From fast Vietnamese lemon grass and chili chicken thighs and a smoky chicken salad with roast peppers and almonds, all the way through to a total feast with barley, pomegranate, and feta stuffed roast chicken with Georgian aubergines, there’s no eating or entertaining occasion that’s not covered in the book. Diana offers a host of new, simple, and not-so-very-well-known dishes, all starring the bird everybody loves.

“Simple: Effortless Food, Big Flavours” is a non-fiction book that was released in 2016. Nobody is better than Diana Henry at turning the everyday into something special. Here’s a superb collection of recipes that you’re able to rustle up without any fuss, yet will still knock your socks off with their flavor.

Peppered throughout the book are these ingenious ideas like no-hassle starters and sauces sure to lift up any dish. From Caraway and Sour Cream, Turkish Pasta with Carmelized Onions, Yoghurt and Dill and Paprika baked Pork Chops with Beetroot, to Parmesan-roasted Cauliflower with Thyme and Garlic, Diana takes the sort of ingredients we’re most likely to find in our fridge and cupboard, or be able to pick up on the way home from work, and provides recipes which are sure to become your friends for life.

“How to Eat a Peach: Menus, Stories, and Places” is a non-fiction book that was released in 2018. Diana started a menu notebook (an exercise book that was carefully covered in wrapping paper) when she was 16. Planning out a menu is still her favorite aspect of cooking.

Menus can create some very different moods: they can take you places, from an afternoon spent at the seaside in Brittany to a sultry evening eating mezze in Istanbul. They also have to work as a meal which flows and as a group of dishes that the cook is able to manage without ever getting totally stressed. The 100 recipes and 24 menus in this book reflect the places that Diana loves, and dishes which are true favorites.

The menus have been introduced with some personal essays in Diana’s well known voice about journeys or places or particular times and each explain the choice of dishes. Each of the menus is a story in itself, yet the recipes can also stand on their own.

The book’s title refers to how Italians end a meal during the summer, when it is too hot to cook. The hostess or host just sets a bowl of peaches on the table and offers glasses of chilled moscato (or even Marsala). Guests will then slice up their peach into the glass, before they eat the slices and drink the wine.
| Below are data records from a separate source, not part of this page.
//! # softly-proto
//!
//! Shared types, error definitions, and traits for the Softly soft assertion framework.
//!
//! This crate provides the foundational abstractions used across all Softly crates,
//! including:
//! - The `Failure` record every soft assertion produces
//! - The `ErrorCollector` trait providers report into
//! - Fatal error types that must never be confused with collected failures

mod collector;
mod error;
mod failure;

pub use collector::ErrorCollector;
pub use error::{Error, Result};
pub use failure::{Failure, FailureLocation};
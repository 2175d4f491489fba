//! The record produced by a failed soft assertion.

use serde::{Deserialize, Serialize};
use std::any::Any;
use std::fmt;
use std::panic::Location;

/// Source position of the assertion that produced a failure.
#[derive(Debug, Clone, PartialEq, Eq, Hash, Serialize, Deserialize)]
pub struct FailureLocation {
    pub file: String,
    pub line: u32,
    pub column: u32,
}

impl FailureLocation {
    /// Captures the location of the caller.
    ///
    /// Only meaningful when every frame between the assertion call site and
    /// here is `#[track_caller]`.
    #[track_caller]
    pub fn caller() -> Self {
        Self::from(Location::caller())
    }
}

impl From<&Location<'_>> for FailureLocation {
    fn from(location: &Location<'_>) -> Self {
        Self {
            file: location.file().to_string(),
            line: location.line(),
            column: location.column(),
        }
    }
}

impl fmt::Display for FailureLocation {
    fn fmt(&self, f: &mut fmt::Formatter<'_>) -> fmt::Result {
        write!(f, "{}:{}:{}", self.file, self.line, self.column)
    }
}

/// A single assertion failure, recorded instead of panicking.
#[derive(Debug, Clone, PartialEq, Eq, Serialize, Deserialize)]
pub struct Failure {
    /// Human readable reason for the failure.
    pub message: String,

    /// Optional description given to the assertion (`described_as`).
    #[serde(default, skip_serializing_if = "Option::is_none")]
    pub description: Option<String>,

    /// Where the assertion was written.
    #[serde(default, skip_serializing_if = "Option::is_none")]
    pub location: Option<FailureLocation>,
}

impl Failure {
    /// Creates a failure with only a message.
    pub fn new(message: impl Into<String>) -> Self {
        Self {
            message: message.into(),
            description: None,
            location: None,
        }
    }

    /// Creates a failure located at the caller.
    #[track_caller]
    pub fn here(message: impl Into<String>) -> Self {
        Self::new(message).with_location(FailureLocation::caller())
    }

    pub fn with_description(mut self, description: impl Into<String>) -> Self {
        self.description = Some(description.into());
        self
    }

    pub fn with_location(mut self, location: FailureLocation) -> Self {
        self.location = Some(location);
        self
    }

    /// Builds a failure from the payload of a caught panic.
    pub fn from_panic_payload(payload: &(dyn Any + Send)) -> Self {
        let message = if let Some(message) = payload.downcast_ref::<&str>() {
            (*message).to_string()
        } else if let Some(message) = payload.downcast_ref::<String>() {
            message.clone()
        } else {
            "panicked with a non-string payload".to_string()
        };
        Self::new(message)
    }

    /// Renders the failure the way it appears inside an aggregate report.
    ///
    /// The description comes first as `[description] `, followed by the
    /// message and, when requested, the `at file:line:column` trailer.
    pub fn render(&self, include_location: bool) -> String {
        let mut text = String::new();
        if let Some(description) = &self.description {
            text.push_str(&format!("[{description}] \n"));
        }
        text.push_str(&self.message);
        if include_location && let Some(location) = &self.location {
            text.push_str(&format!("\nat {location}"));
        }
        text
    }
}

impl fmt::Display for Failure {
    fn fmt(&self, f: &mut fmt::Formatter<'_>) -> fmt::Result {
        f.write_str(&self.render(true))
    }
}

impl From<&str> for Failure {
    fn from(message: &str) -> Self {
        Self::new(message)
    }
}

impl From<String> for Failure {
    fn from(message: String) -> Self {
        Self::new(message)
    }
}

#[cfg(test)]
mod tests {
    use super::*;

    #[test]
    fn test_render_plain_message() {
        let failure = Failure::new("bad length");
        assert_eq!(failure.render(true), "bad length");
    }

    #[test]
    fn test_render_with_description_and_location() {
        let failure = Failure::new("expected 1 but was 2")
            .with_description("size")
            .with_location(FailureLocation {
                file: "tests/user.rs".into(),
                line: 12,
                column: 5,
            });

        assert_eq!(
            failure.render(true),
            "[size] \nexpected 1 but was 2\nat tests/user.rs:12:5"
        );
        assert_eq!(failure.render(false), "[size] \nexpected 1 but was 2");
    }

    #[test]
    fn test_here_captures_this_file() {
        let failure = Failure::here("boom");
        let location = failure.location.expect("location captured");
        assert!(location.file.ends_with("failure.rs"));
    }

    #[test]
    fn test_from_panic_payload() {
        let static_payload: Box<dyn Any + Send> = Box::new("static message");
        let owned_payload: Box<dyn Any + Send> = Box::new(String::from("owned message"));
        let other_payload: Box<dyn Any + Send> = Box::new(42_u8);

        assert_eq!(
            Failure::from_panic_payload(static_payload.as_ref()).message,
            "static message"
        );
        assert_eq!(
            Failure::from_panic_payload(owned_payload.as_ref()).message,
            "owned message"
        );
        assert_eq!(
            Failure::from_panic_payload(other_payload.as_ref()).message,
            "panicked with a non-string payload"
        );
    }

    #[test]
    fn test_serde_skips_empty_fields() {
        let json = serde_json::to_string(&Failure::new("boom")).unwrap();
        assert_eq!(json, r#"{"message":"boom"}"#);

        let parsed: Failure = serde_json::from_str(&json).unwrap();
        assert_eq!(parsed, Failure::new("boom"));
    }
}
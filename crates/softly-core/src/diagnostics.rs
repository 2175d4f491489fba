//! Tracing setup for test binaries.
//!
//! The library only emits `tracing` events. Test suites that want to see
//! them call [`init_tracing`] and set `SOFTLY_LOG`, e.g.
//! `SOFTLY_LOG=softly_core=debug`.

use tracing_subscriber::EnvFilter;
use tracing_subscriber::layer::SubscriberExt;
use tracing_subscriber::util::SubscriberInitExt;

/// Environment variable holding the filter directives.
pub const LOG_ENV: &str = "SOFTLY_LOG";

const DEFAULT_FILTER: &str = "softly_core=warn";

/// Installs a global fmt subscriber writing through the test harness.
///
/// Safe to call from every test: only the first call installs anything.
/// Returns whether this call did.
pub fn init_tracing() -> bool {
    let filter = EnvFilter::try_from_env(LOG_ENV).unwrap_or_else(|_| EnvFilter::new(DEFAULT_FILTER));

    tracing_subscriber::registry()
        .with(filter)
        .with(
            tracing_subscriber::fmt::layer()
                .with_test_writer()
                .with_target(true)
                .with_thread_ids(true),
        )
        .try_init()
        .is_ok()
}
impl Worker {
    async fn run(
        &self,
        interval: Duration,
        external: CancellationToken,
        internal: CancellationToken,
    ) {
        if let Err(error) = self.sample_all(&external).await {
            tracing::warn!(?error, "First collection failed");
        }

        let mut ticker = tokio::time::interval_at(Instant::now() + interval, interval);
        ticker.set_missed_tick_behavior(MissedTickBehavior::Delay);

        loop {
            tokio::select! {
                biased;

                _ = external.cancelled() => {
                    tracing::info!("Collector registry stopped by external cancellation");
                    return;
                }

                _ = internal.cancelled() => {
                    tracing::info!("Collector registry stopped by internal shutdown");
                    return;
                }

                _ = ticker.tick() => {
                    if let Err(error) = self.sample_all(&external).await {
                        tracing::debug!(?error, "Collection tick finished with errors");
                    }
                }
            }
        }
    }

    /// One sampling pass over every collector. Failures are logged and counted
    /// and never stop the remaining collectors. `cancel` is the caller's token.
    async fn sample_all(&self, cancel: &CancellationToken) -> anyhow::Result<()> {
        let mut failed = 0;
        for collector in &self.collectors {
            let name = collector.name();
            let start = Instant::now();
            let result = collector.sample(cancel).await;

            self.metrics
                .duration
                .with_label_values(&[name])
                .observe(start.elapsed().as_secs_f64());

            if let Err(error) = result {
                tracing::warn!(collector = name, ?error, "Collection failed");
                self.metrics.errors.with_label_values(&[name]).inc();
                failed += 1;
            }
        }

        if failed > 0 {
            return Err(anyhow::anyhow!(
                "{} of {} collectors failed to collect data",
                failed,
                self.collectors.len()
            ));
        }

        Ok(())
    }
}
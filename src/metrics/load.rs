use crate::metrics::factory::MetricFactory;
use prometheus::Gauge;
use serde::{Deserialize, Serialize};
use std::sync::{Arc, PoisonError, RwLock};
use std::time::Duration;
use tokio::task::JoinHandle;
use tokio::time::MissedTickBehavior;
use tokio_util::sync::CancellationToken;

const WINDOW_1M: f64 = 60.0;
const WINDOW_5M: f64 = 300.0;
const WINDOW_15M: f64 = 900.0;

#[derive(Debug, Clone, Serialize, Deserialize)]
pub struct Config {
    pub enabled: bool,
    pub sample_cycle_ms: u64,
}

impl Default for Config {
    fn default() -> Self {
        Self {
            enabled: false,
            sample_cycle_ms: Duration::from_secs(1).as_millis() as u64,
        }
    }
}

/// 1, 5 and 15 minute load averages as reported by the kernel.
#[derive(Debug, Clone, Copy, Default, PartialEq)]
pub struct LoadAverages {
    pub one: f64,
    pub five: f64,
    pub fifteen: f64,
}

pub trait DataSource {
    /// Instantaneous load the moving averages are fed with.
    fn current_load(&self) -> impl Future<Output = anyhow::Result<f64>> + Send;
}

#[derive(Debug, thiserror::Error)]
pub enum LoadCalculatorError {
    #[error("sample cycle must be positive (got {0:?})")]
    InvalidSampleCycle(Duration),

    #[error("load calculation only supports Linux (current OS: {0})")]
    UnsupportedPlatform(&'static str),
}

/// Consistent view of the three moving averages.
#[derive(Debug, Clone, Copy, Default, PartialEq)]
pub struct Loads {
    pub load1: f64,
    pub load5: f64,
    pub load15: f64,
    pub initialized: bool,
}

#[derive(Debug, Default)]
struct State {
    load1: f64,
    load5: f64,
    load15: f64,
    initialized: bool,
}

/// Exponential moving average of the system load over 1, 5 and 15 minute
/// windows, computed independently of the kernel's own averages.
#[derive(Debug)]
pub struct LoadCalculator {
    sample_cycle: Duration,
    alpha1: f64,
    alpha5: f64,
    alpha15: f64,
    state: RwLock<State>,
}

impl LoadCalculator {
    pub fn new(sample_cycle: Duration) -> Result<Self, LoadCalculatorError> {
        if sample_cycle.is_zero() {
            return Err(LoadCalculatorError::InvalidSampleCycle(sample_cycle));
        }

        let dt = sample_cycle.as_secs_f64();
        Ok(Self {
            sample_cycle,
            alpha1: 1.0 - (-dt / WINDOW_1M).exp(),
            alpha5: 1.0 - (-dt / WINDOW_5M).exp(),
            alpha15: 1.0 - (-dt / WINDOW_15M).exp(),
            state: RwLock::new(State::default()),
        })
    }

    pub fn loads(&self) -> Loads {
        let state = self.state.read().unwrap_or_else(PoisonError::into_inner);
        Loads {
            load1: state.load1,
            load5: state.load5,
            load15: state.load15,
            initialized: state.initialized,
        }
    }

    /// Feeds one instantaneous load value. The first value seeds all three
    /// averages directly.
    pub fn update(&self, current: f64) {
        let mut state = self.state.write().unwrap_or_else(PoisonError::into_inner);
        if !state.initialized {
            state.load1 = current;
            state.load5 = current;
            state.load15 = current;
            state.initialized = true;
            return;
        }

        state.load1 = state.load1 * (1.0 - self.alpha1) + current * self.alpha1;
        state.load5 = state.load5 * (1.0 - self.alpha5) + current * self.alpha5;
        state.load15 = state.load15 * (1.0 - self.alpha15) + current * self.alpha15;
    }

    /// Spawns the sampling task. It runs on its own timer until `cancel` fires.
    pub fn start<T>(
        self: &Arc<Self>,
        data_source: T,
        gauges: LoadGauges,
        cancel: CancellationToken,
    ) -> Result<JoinHandle<()>, LoadCalculatorError>
    where
        T: DataSource + Send + Sync + 'static,
    {
        if !cfg!(target_os = "linux") {
            return Err(LoadCalculatorError::UnsupportedPlatform(
                std::env::consts::OS,
            ));
        }

        let calculator = Arc::clone(self);
        Ok(tokio::spawn(async move {
            calculator.run(data_source, gauges, cancel).await
        }))
    }

    async fn run<T: DataSource>(
        &self,
        data_source: T,
        gauges: LoadGauges,
        cancel: CancellationToken,
    ) {
        let mut ticker = tokio::time::interval(self.sample_cycle);
        ticker.set_missed_tick_behavior(MissedTickBehavior::Delay);

        tracing::info!(sample_cycle = ?self.sample_cycle, "Load calculator started");
        loop {
            tokio::select! {
                _ = cancel.cancelled() => {
                    tracing::info!("Load calculator stopped");
                    return;
                }

                _ = ticker.tick() => {
                    match data_source.current_load().await {
                        Ok(current) => {
                            self.update(current);
                            gauges.publish(self.loads());
                        }

                        Err(error) => {
                            tracing::warn!(?error, "Load calculator sample failed");
                        }
                    }
                }
            }
        }
    }
}

/// Gauges for the estimated averages. Named apart from the kernel reported
/// `cpu_load*` gauges.
#[derive(Clone)]
pub struct LoadGauges {
    load1: Gauge,
    load5: Gauge,
    load15: Gauge,
}

impl LoadGauges {
    pub fn register(factory: &MetricFactory) -> anyhow::Result<Self> {
        Ok(Self {
            load1: factory.gauge(
                "cpu_load1_estimate",
                "Estimated 1 minute load average (exponential moving average)",
            )?,
            load5: factory.gauge(
                "cpu_load5_estimate",
                "Estimated 5 minute load average (exponential moving average)",
            )?,
            load15: factory.gauge(
                "cpu_load15_estimate",
                "Estimated 15 minute load average (exponential moving average)",
            )?,
        })
    }

    fn publish(&self, loads: Loads) {
        if !loads.initialized {
            return;
        }

        self.load1.set(loads.load1);
        self.load5.set(loads.load5);
        self.load15.set(loads.load15);
    }
}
It says something important about eating: generosity and simplicity, and sometimes not cooking are what it is about.

“From the Oven to the Table” is a non-fiction book that was released in 2019. Diana’s favorite way to cook is to just throw some ingredients into a roasting tin or dish, slide them in the oven and allow the heat behind that closed door transform it all into burnished and golden meals. Many of the easy-going recipes in this wonderfully varied collection are cooked in just a single dish; some are ideas for simple accompaniments which can be cooked on another shelf at the same time.

From fast after-work suppers to feasts for friends, these dishes are modern and vibrant and focus on veggies, grains, and pulses just as much as fish and meat. With recipes like Roast Indian-spiced Vegetables with Lime Coriander Butter, Chicken Thighs with Miso, Sweet Potatoes & Spring Onions, and Roast Stone Fruit with Almond and Orange Flower Crumbs, she shows you how the oven is the most useful piece of kit that you’ve got in your whole entire kitchen.